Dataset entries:
=== Section Start ===

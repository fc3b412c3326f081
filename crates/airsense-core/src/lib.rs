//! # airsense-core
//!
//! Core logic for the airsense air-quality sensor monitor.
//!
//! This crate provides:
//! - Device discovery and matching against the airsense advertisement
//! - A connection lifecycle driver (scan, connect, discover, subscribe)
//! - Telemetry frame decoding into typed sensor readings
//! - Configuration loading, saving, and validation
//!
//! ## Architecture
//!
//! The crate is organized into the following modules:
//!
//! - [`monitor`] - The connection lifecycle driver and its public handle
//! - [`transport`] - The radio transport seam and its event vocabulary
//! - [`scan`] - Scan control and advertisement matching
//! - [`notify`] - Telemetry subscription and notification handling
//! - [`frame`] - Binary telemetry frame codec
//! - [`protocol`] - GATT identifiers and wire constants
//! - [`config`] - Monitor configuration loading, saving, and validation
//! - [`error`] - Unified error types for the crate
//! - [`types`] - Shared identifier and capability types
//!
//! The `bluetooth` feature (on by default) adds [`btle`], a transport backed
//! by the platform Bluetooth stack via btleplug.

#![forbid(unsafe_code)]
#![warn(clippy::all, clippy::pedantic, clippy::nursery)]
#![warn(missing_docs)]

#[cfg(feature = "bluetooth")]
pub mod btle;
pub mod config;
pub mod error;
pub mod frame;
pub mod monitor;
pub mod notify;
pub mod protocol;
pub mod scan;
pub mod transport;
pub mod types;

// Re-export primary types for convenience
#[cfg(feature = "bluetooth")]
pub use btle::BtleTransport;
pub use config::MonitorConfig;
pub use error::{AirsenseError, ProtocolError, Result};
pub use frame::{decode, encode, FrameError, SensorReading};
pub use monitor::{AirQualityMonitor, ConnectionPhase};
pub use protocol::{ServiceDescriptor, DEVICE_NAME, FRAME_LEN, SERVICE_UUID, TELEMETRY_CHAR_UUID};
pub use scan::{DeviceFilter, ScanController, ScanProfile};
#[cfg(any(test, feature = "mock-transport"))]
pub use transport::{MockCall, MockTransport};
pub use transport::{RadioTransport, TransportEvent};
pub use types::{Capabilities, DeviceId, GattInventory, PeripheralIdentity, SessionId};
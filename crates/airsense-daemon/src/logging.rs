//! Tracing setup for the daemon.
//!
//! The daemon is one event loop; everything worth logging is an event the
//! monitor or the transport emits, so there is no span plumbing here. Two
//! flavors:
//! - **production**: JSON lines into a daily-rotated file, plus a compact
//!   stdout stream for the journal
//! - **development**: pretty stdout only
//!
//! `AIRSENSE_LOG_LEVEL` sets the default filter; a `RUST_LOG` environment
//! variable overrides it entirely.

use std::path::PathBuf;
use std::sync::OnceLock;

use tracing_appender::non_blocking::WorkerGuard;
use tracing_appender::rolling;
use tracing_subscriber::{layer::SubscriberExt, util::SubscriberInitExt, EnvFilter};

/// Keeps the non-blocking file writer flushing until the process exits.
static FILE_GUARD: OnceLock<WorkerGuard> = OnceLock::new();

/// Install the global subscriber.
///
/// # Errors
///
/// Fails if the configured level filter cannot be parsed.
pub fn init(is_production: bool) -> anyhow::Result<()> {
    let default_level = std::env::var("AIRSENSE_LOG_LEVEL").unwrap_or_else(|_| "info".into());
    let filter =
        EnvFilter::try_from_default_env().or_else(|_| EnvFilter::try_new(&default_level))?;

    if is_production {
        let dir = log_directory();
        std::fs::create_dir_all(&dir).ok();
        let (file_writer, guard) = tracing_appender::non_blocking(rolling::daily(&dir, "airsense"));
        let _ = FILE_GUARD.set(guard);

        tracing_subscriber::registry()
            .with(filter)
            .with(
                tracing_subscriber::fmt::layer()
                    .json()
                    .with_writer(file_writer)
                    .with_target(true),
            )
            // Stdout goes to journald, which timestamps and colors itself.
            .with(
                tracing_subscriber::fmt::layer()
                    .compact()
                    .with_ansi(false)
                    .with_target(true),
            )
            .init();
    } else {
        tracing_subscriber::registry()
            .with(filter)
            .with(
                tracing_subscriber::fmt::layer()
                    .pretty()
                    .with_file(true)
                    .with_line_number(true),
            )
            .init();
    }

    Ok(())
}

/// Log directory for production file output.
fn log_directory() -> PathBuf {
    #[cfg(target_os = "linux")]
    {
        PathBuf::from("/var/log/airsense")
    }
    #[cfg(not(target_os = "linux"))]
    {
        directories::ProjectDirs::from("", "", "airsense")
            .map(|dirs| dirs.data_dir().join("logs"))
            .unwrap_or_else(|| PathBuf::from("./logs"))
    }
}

=== Section End ===

YOUR INSTRUCTIONS:
Each line must be set down again exactly as above, with no line omitted.

THE ANSWER:
repository fc3b412c3326f081
filename crates/airsense-core/src/lib.rs
//! # airsense-core
//!
//! Core logic for the airsense air-quality sensor monitor.
//!
//! This crate provides:
//! - Device discovery and matching against the airsense advertisement
//! - A connection lifecycle driver (scan, connect, discover, subscribe)
//! - Telemetry frame decoding into typed sensor readings
//! - Configuration loading, saving, and validation
//!
//! ## Architecture
//!
//! The crate is organized into the following modules:
//!
//! - [`monitor`] - The connection lifecycle driver and its public handle
//! - [`transport`] - The radio transport seam and its event vocabulary
//! - [`scan`] - Scan control and advertisement matching
//! - [`notify`] - Telemetry subscription and notification handling
//! - [`frame`] - Binary telemetry frame codec
//! - [`protocol`] - GATT identifiers and wire constants
//! - [`config`] - Monitor configuration loading, saving, and validation
//! - [`error`] - Unified error types for the crate
//! - [`types`] - Shared identifier and capability types
//!
//! The `bluetooth` feature (on by default) adds [`btle`], a transport backed
//! by the platform Bluetooth stack via btleplug.

#![forbid(unsafe_code)]
#![warn(clippy::all, clippy::pedantic, clippy::nursery)]
#![warn(missing_docs)]

#[cfg(feature = "bluetooth")]
pub mod btle;
pub mod config;
pub mod error;
pub mod frame;
pub mod monitor;
pub mod notify;
pub mod protocol;
pub mod scan;
pub mod transport;
pub mod types;

// Re-export primary types for convenience
#[cfg(feature = "bluetooth")]
pub use btle::BtleTransport;
pub use config::MonitorConfig;
pub use error::{AirsenseError, ProtocolError, Result};
pub use frame::{decode, encode, FrameError, SensorReading};
pub use monitor::{AirQualityMonitor, ConnectionPhase};
pub use protocol::{ServiceDescriptor, DEVICE_NAME, FRAME_LEN, SERVICE_UUID, TELEMETRY_CHAR_UUID};
pub use scan::{DeviceFilter, ScanController, ScanProfile};
#[cfg(any(test, feature = "mock-transport"))]
pub use transport::{MockCall, MockTransport};
pub use transport::{RadioTransport, TransportEvent};
pub use types::{Capabilities, DeviceId, GattInventory, PeripheralIdentity, SessionId};
filename crates/airsense-daemon/src/logging.rs
//! Tracing setup for the daemon.
//!
//! The daemon is one event loop; everything worth logging is an event the
//! monitor or the transport emits, so there is no span plumbing here. Two
//! flavors:
//! - **production**: JSON lines into a daily-rotated file, plus a compact
//!   stdout stream for the journal
//! - **development**: pretty stdout only
//!
//! `AIRSENSE_LOG_LEVEL` sets the default filter; a `RUST_LOG` environment
//! variable overrides it entirely.

use std::path::PathBuf;
use std::sync::OnceLock;

use tracing_appender::non_blocking::WorkerGuard;
use tracing_appender::rolling;
use tracing_subscriber::{layer::SubscriberExt, util::SubscriberInitExt, EnvFilter};

/// Keeps the non-blocking file writer flushing until the process exits.
static FILE_GUARD: OnceLock<WorkerGuard> = OnceLock::new();

/// Install the global subscriber.
///
/// # Errors
///
/// Fails if the configured level filter cannot be parsed.
pub fn init(is_production: bool) -> anyhow::Result<()> {
    let default_level = std::env::var("AIRSENSE_LOG_LEVEL").unwrap_or_else(|_| "info".into());
    let filter =
        EnvFilter::try_from_default_env().or_else(|_| EnvFilter::try_new(&default_level))?;

    if is_production {
        let dir = log_directory();
        std::fs::create_dir_all(&dir).ok();
        let (file_writer, guard) = tracing_appender::non_blocking(rolling::daily(&dir, "airsense"));
        let _ = FILE_GUARD.set(guard);

        tracing_subscriber::registry()
            .with(filter)
            .with(
                tracing_subscriber::fmt::layer()
                    .json()
                    .with_writer(file_writer)
                    .with_target(true),
            )
            // Stdout goes to journald, which timestamps and colors itself.
            .with(
                tracing_subscriber::fmt::layer()
                    .compact()
                    .with_ansi(false)
                    .with_target(true),
            )
            .init();
    } else {
        tracing_subscriber::registry()
            .with(filter)
            .with(
                tracing_subscriber::fmt::layer()
                    .pretty()
                    .with_file(true)
                    .with_line_number(true),
            )
            .init();
    }

    Ok(())
}

/// Log directory for production file output.
fn log_directory() -> PathBuf {
    #[cfg(target_os = "linux")]
    {
        PathBuf::from("/var/log/airsense")
    }
    #[cfg(not(target_os = "linux"))]
    {
        directories::ProjectDirs::from("", "", "airsense")
            .map(|dirs| dirs.data_dir().join("logs"))
            .unwrap_or_else(|| PathBuf::from("./logs"))
    }
}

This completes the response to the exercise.